» **Work to be completed**: Please retype the records below exactly as they stand.

Collected data entries
==================================================

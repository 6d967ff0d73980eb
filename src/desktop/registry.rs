//! The window registry: single source of truth for every open window and
//! for which one is active.
//!
//! All mutation goes through the operations here; the chrome and the
//! coordinator never touch a `WindowInstance` directly. That discipline is
//! what keeps the central invariant true: `active` always names an existing,
//! non-minimized window, or nothing.
//!
//! Paint order is insertion order. Focusing a window highlights it but does
//! not raise it; later windows always paint over earlier ones.

use std::fmt;

use crate::apps::AppKind;

use super::placement;

/// Opaque window handle. Ids are handed out monotonically and never reused
/// within a session, even after the window closes.
#[derive(Debug, Clone, Copy, PartialEq, Eq, PartialOrd, Ord, Hash)]
pub struct WindowId(u64);

impl fmt::Display for WindowId {
    fn fmt(&self, f: &mut fmt::Formatter<'_>) -> fmt::Result {
        write!(f, "window-{}", self.0)
    }
}

/// Signed desktop-cell origin. Drags may push a window partially past the
/// viewport; clamping is the renderer's concern, not the registry's.
#[derive(Debug, Clone, Copy, PartialEq, Eq)]
pub struct Point {
    pub x: i32,
    pub y: i32,
}

#[derive(Debug, Clone, Copy, PartialEq, Eq)]
pub struct Size {
    pub width: u16,
    pub height: u16,
}

#[derive(Debug, Clone)]
pub struct WindowInstance {
    id: WindowId,
    kind: AppKind,
    title: &'static str,
    icon: &'static str,
    position: Point,
    size: Size,
    minimized: bool,
    maximized: bool,
}

impl WindowInstance {
    pub fn id(&self) -> WindowId {
        self.id
    }

    pub fn kind(&self) -> AppKind {
        self.kind
    }

    pub fn title(&self) -> &'static str {
        self.title
    }

    pub fn icon(&self) -> &'static str {
        self.icon
    }

    /// Stored windowed origin. Preserved (not overwritten) while maximized
    /// so restore returns the window to where it was.
    pub fn position(&self) -> Point {
        self.position
    }

    /// Fixed windowed size chosen at creation; only maximize changes the
    /// rendered geometry.
    pub fn size(&self) -> Size {
        self.size
    }

    pub fn minimized(&self) -> bool {
        self.minimized
    }

    pub fn maximized(&self) -> bool {
        self.maximized
    }
}

#[derive(Debug, Default)]
pub struct WindowRegistry {
    windows: Vec<WindowInstance>,
    active: Option<WindowId>,
    next_id: u64,
}

impl WindowRegistry {
    pub fn new() -> Self {
        Self::default()
    }

    /// Open a new window hosting `kind`. Always succeeds; the new window is
    /// placed by the cascade policy and becomes active.
    pub fn open(&mut self, kind: AppKind) -> WindowId {
        let id = WindowId(self.next_id);
        self.next_id += 1;
        let meta = placement::metadata(kind);
        let window = WindowInstance {
            id,
            kind,
            title: meta.title,
            icon: meta.icon,
            position: placement::cascade_origin(self.windows.len()),
            size: meta.size,
            minimized: false,
            maximized: false,
        };
        tracing::debug!(%id, ?kind, "opened window");
        self.windows.push(window);
        self.active = Some(id);
        id
    }

    /// Remove a window. If it was active, activity falls back to the most
    /// recently created survivor. Unknown ids are ignored.
    pub fn close(&mut self, id: WindowId) {
        let Some(index) = self.index_of(id) else {
            return;
        };
        self.windows.remove(index);
        if self.active == Some(id) {
            self.active = self.windows.last().map(WindowInstance::id);
        }
        tracing::debug!(%id, "closed window");
    }

    /// Hide a window from the render stack while keeping it in the registry.
    /// Idempotent; reassigns activity if the minimized window held it.
    pub fn minimize(&mut self, id: WindowId) {
        let Some(window) = self.get_mut(id) else {
            return;
        };
        window.minimized = true;
        if self.active == Some(id) {
            self.active = self
                .windows
                .iter()
                .rev()
                .find(|w| !w.minimized)
                .map(WindowInstance::id);
        }
    }

    /// Toggle between windowed and full-viewport geometry. Focus and the
    /// stored windowed position are untouched, so applying it twice is the
    /// identity.
    pub fn toggle_maximize(&mut self, id: WindowId) {
        if let Some(window) = self.get_mut(id) {
            window.maximized = !window.maximized;
        }
    }

    /// Make `id` the active window, restoring it from minimized state if
    /// needed (a taskbar click on a minimized entry must bring it back).
    pub fn focus(&mut self, id: WindowId) {
        let Some(window) = self.get_mut(id) else {
            return;
        };
        window.minimized = false;
        self.active = Some(id);
    }

    /// Overwrite a window's stored origin. No clamping: the registry records
    /// what the drag produced and leaves presentation to the chrome.
    pub fn move_to(&mut self, id: WindowId, x: i32, y: i32) {
        if let Some(window) = self.get_mut(id) {
            window.position = Point { x, y };
        }
    }

    pub fn windows(&self) -> &[WindowInstance] {
        &self.windows
    }

    /// Non-minimized windows in paint order.
    pub fn visible(&self) -> impl DoubleEndedIterator<Item = &WindowInstance> {
        self.windows.iter().filter(|w| !w.minimized)
    }

    pub fn get(&self, id: WindowId) -> Option<&WindowInstance> {
        self.windows.iter().find(|w| w.id == id)
    }

    pub fn active(&self) -> Option<WindowId> {
        self.active
    }

    pub fn is_empty(&self) -> bool {
        self.windows.is_empty()
    }

    fn index_of(&self, id: WindowId) -> Option<usize> {
        self.windows.iter().position(|w| w.id == id)
    }

    fn get_mut(&mut self, id: WindowId) -> Option<&mut WindowInstance> {
        self.windows.iter_mut().find(|w| w.id == id)
    }
}

#[cfg(test)]
mod tests {
    use super::*;

    #[test]
    fn ids_are_never_reused() {
        let mut registry = WindowRegistry::new();
        let first = registry.open(AppKind::Terminal);
        registry.close(first);
        let second = registry.open(AppKind::Terminal);
        assert_ne!(first, second);
    }

    #[test]
    fn operations_on_unknown_ids_are_noops() {
        let mut registry = WindowRegistry::new();
        let id = registry.open(AppKind::Notes);
        let ghost = WindowId(9000);
        registry.close(ghost);
        registry.minimize(ghost);
        registry.toggle_maximize(ghost);
        registry.focus(ghost);
        registry.move_to(ghost, 1, 1);
        assert_eq!(registry.windows().len(), 1);
        assert_eq!(registry.active(), Some(id));
    }

    #[test]
    fn move_preserves_flags() {
        let mut registry = WindowRegistry::new();
        let id = registry.open(AppKind::Browser);
        registry.toggle_maximize(id);
        registry.move_to(id, -4, 7);
        let window = registry.get(id).unwrap();
        assert_eq!(window.position(), Point { x: -4, y: 7 });
        assert!(window.maximized());
    }

    #[test]
    fn minimize_then_focus_restores() {
        let mut registry = WindowRegistry::new();
        let id = registry.open(AppKind::Vpn);
        registry.minimize(id);
        assert!(registry.get(id).unwrap().minimized());
        assert_eq!(registry.active(), None);
        registry.focus(id);
        assert!(!registry.get(id).unwrap().minimized());
        assert_eq!(registry.active(), Some(id));
    }
}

==================================================

» **Output**:
repository 6d967ff0d73980eb
filename src/desktop/registry.rs
//! The window registry: single source of truth for every open window and
//! for which one is active.
//!
//! All mutation goes through the operations here; the chrome and the
//! coordinator never touch a `WindowInstance` directly. That discipline is
//! what keeps the central invariant true: `active` always names an existing,
//! non-minimized window, or nothing.
//!
//! Paint order is insertion order. Focusing a window highlights it but does
//! not raise it; later windows always paint over earlier ones.

use std::fmt;

use crate::apps::AppKind;

use super::placement;

/// Opaque window handle. Ids are handed out monotonically and never reused
/// within a session, even after the window closes.
#[derive(Debug, Clone, Copy, PartialEq, Eq, PartialOrd, Ord, Hash)]
pub struct WindowId(u64);

impl fmt::Display for WindowId {
    fn fmt(&self, f: &mut fmt::Formatter<'_>) -> fmt::Result {
        write!(f, "window-{}", self.0)
    }
}

/// Signed desktop-cell origin. Drags may push a window partially past the
/// viewport; clamping is the renderer's concern, not the registry's.
#[derive(Debug, Clone, Copy, PartialEq, Eq)]
pub struct Point {
    pub x: i32,
    pub y: i32,
}

#[derive(Debug, Clone, Copy, PartialEq, Eq)]
pub struct Size {
    pub width: u16,
    pub height: u16,
}

#[derive(Debug, Clone)]
pub struct WindowInstance {
    id: WindowId,
    kind: AppKind,
    title: &'static str,
    icon: &'static str,
    position: Point,
    size: Size,
    minimized: bool,
    maximized: bool,
}

impl WindowInstance {
    pub fn id(&self) -> WindowId {
        self.id
    }

    pub fn kind(&self) -> AppKind {
        self.kind
    }

    pub fn title(&self) -> &'static str {
        self.title
    }

    pub fn icon(&self) -> &'static str {
        self.icon
    }

    /// Stored windowed origin. Preserved (not overwritten) while maximized
    /// so restore returns the window to where it was.
    pub fn position(&self) -> Point {
        self.position
    }

    /// Fixed windowed size chosen at creation; only maximize changes the
    /// rendered geometry.
    pub fn size(&self) -> Size {
        self.size
    }

    pub fn minimized(&self) -> bool {
        self.minimized
    }

    pub fn maximized(&self) -> bool {
        self.maximized
    }
}

#[derive(Debug, Default)]
pub struct WindowRegistry {
    windows: Vec<WindowInstance>,
    active: Option<WindowId>,
    next_id: u64,
}

impl WindowRegistry {
    pub fn new() -> Self {
        Self::default()
    }

    /// Open a new window hosting `kind`. Always succeeds; the new window is
    /// placed by the cascade policy and becomes active.
    pub fn open(&mut self, kind: AppKind) -> WindowId {
        let id = WindowId(self.next_id);
        self.next_id += 1;
        let meta = placement::metadata(kind);
        let window = WindowInstance {
            id,
            kind,
            title: meta.title,
            icon: meta.icon,
            position: placement::cascade_origin(self.windows.len()),
            size: meta.size,
            minimized: false,
            maximized: false,
        };
        tracing::debug!(%id, ?kind, "opened window");
        self.windows.push(window);
        self.active = Some(id);
        id
    }

    /// Remove a window. If it was active, activity falls back to the most
    /// recently created survivor. Unknown ids are ignored.
    pub fn close(&mut self, id: WindowId) {
        let Some(index) = self.index_of(id) else {
            return;
        };
        self.windows.remove(index);
        if self.active == Some(id) {
            self.active = self.windows.last().map(WindowInstance::id);
        }
        tracing::debug!(%id, "closed window");
    }

    /// Hide a window from the render stack while keeping it in the registry.
    /// Idempotent; reassigns activity if the minimized window held it.
    pub fn minimize(&mut self, id: WindowId) {
        let Some(window) = self.get_mut(id) else {
            return;
        };
        window.minimized = true;
        if self.active == Some(id) {
            self.active = self
                .windows
                .iter()
                .rev()
                .find(|w| !w.minimized)
                .map(WindowInstance::id);
        }
    }

    /// Toggle between windowed and full-viewport geometry. Focus and the
    /// stored windowed position are untouched, so applying it twice is the
    /// identity.
    pub fn toggle_maximize(&mut self, id: WindowId) {
        if let Some(window) = self.get_mut(id) {
            window.maximized = !window.maximized;
        }
    }

    /// Make `id` the active window, restoring it from minimized state if
    /// needed (a taskbar click on a minimized entry must bring it back).
    pub fn focus(&mut self, id: WindowId) {
        let Some(window) = self.get_mut(id) else {
            return;
        };
        window.minimized = false;
        self.active = Some(id);
    }

    /// Overwrite a window's stored origin. No clamping: the registry records
    /// what the drag produced and leaves presentation to the chrome.
    pub fn move_to(&mut self, id: WindowId, x: i32, y: i32) {
        if let Some(window) = self.get_mut(id) {
            window.position = Point { x, y };
        }
    }

    pub fn windows(&self) -> &[WindowInstance] {
        &self.windows
    }

    /// Non-minimized windows in paint order.
    pub fn visible(&self) -> impl DoubleEndedIterator<Item = &WindowInstance> {
        self.windows.iter().filter(|w| !w.minimized)
    }

    pub fn get(&self, id: WindowId) -> Option<&WindowInstance> {
        self.windows.iter().find(|w| w.id == id)
    }

    pub fn active(&self) -> Option<WindowId> {
        self.active
    }

    pub fn is_empty(&self) -> bool {
        self.windows.is_empty()
    }

    fn index_of(&self, id: WindowId) -> Option<usize> {
        self.windows.iter().position(|w| w.id == id)
    }

    fn get_mut(&mut self, id: WindowId) -> Option<&mut WindowInstance> {
        self.windows.iter_mut().find(|w| w.id == id)
    }
}

#[cfg(test)]
mod tests {
    use super::*;

    #[test]
    fn ids_are_never_reused() {
        let mut registry = WindowRegistry::new();
        let first = registry.open(AppKind::Terminal);
        registry.close(first);
        let second = registry.open(AppKind::Terminal);
        assert_ne!(first, second);
    }

    #[test]
    fn operations_on_unknown_ids_are_noops() {
        let mut registry = WindowRegistry::new();
        let id = registry.open(AppKind::Notes);
        let ghost = WindowId(9000);
        registry.close(ghost);
        registry.minimize(ghost);
        registry.toggle_maximize(ghost);
        registry.focus(ghost);
        registry.move_to(ghost, 1, 1);
        assert_eq!(registry.windows().len(), 1);
        assert_eq!(registry.active(), Some(id));
    }

    #[test]
    fn move_preserves_flags() {
        let mut registry = WindowRegistry::new();
        let id = registry.open(AppKind::Browser);
        registry.toggle_maximize(id);
        registry.move_to(id, -4, 7);
        let window = registry.get(id).unwrap();
        assert_eq!(window.position(), Point { x: -4, y: 7 });
        assert!(window.maximized());
    }

    #[test]
    fn minimize_then_focus_restores() {
        let mut registry = WindowRegistry::new();
        let id = registry.open(AppKind::Vpn);
        registry.minimize(id);
        assert!(registry.get(id).unwrap().minimized());
        assert_eq!(registry.active(), None);
        registry.focus(id);
        assert!(!registry.get(id).unwrap().minimized());
        assert_eq!(registry.active(), Some(id));
    }
}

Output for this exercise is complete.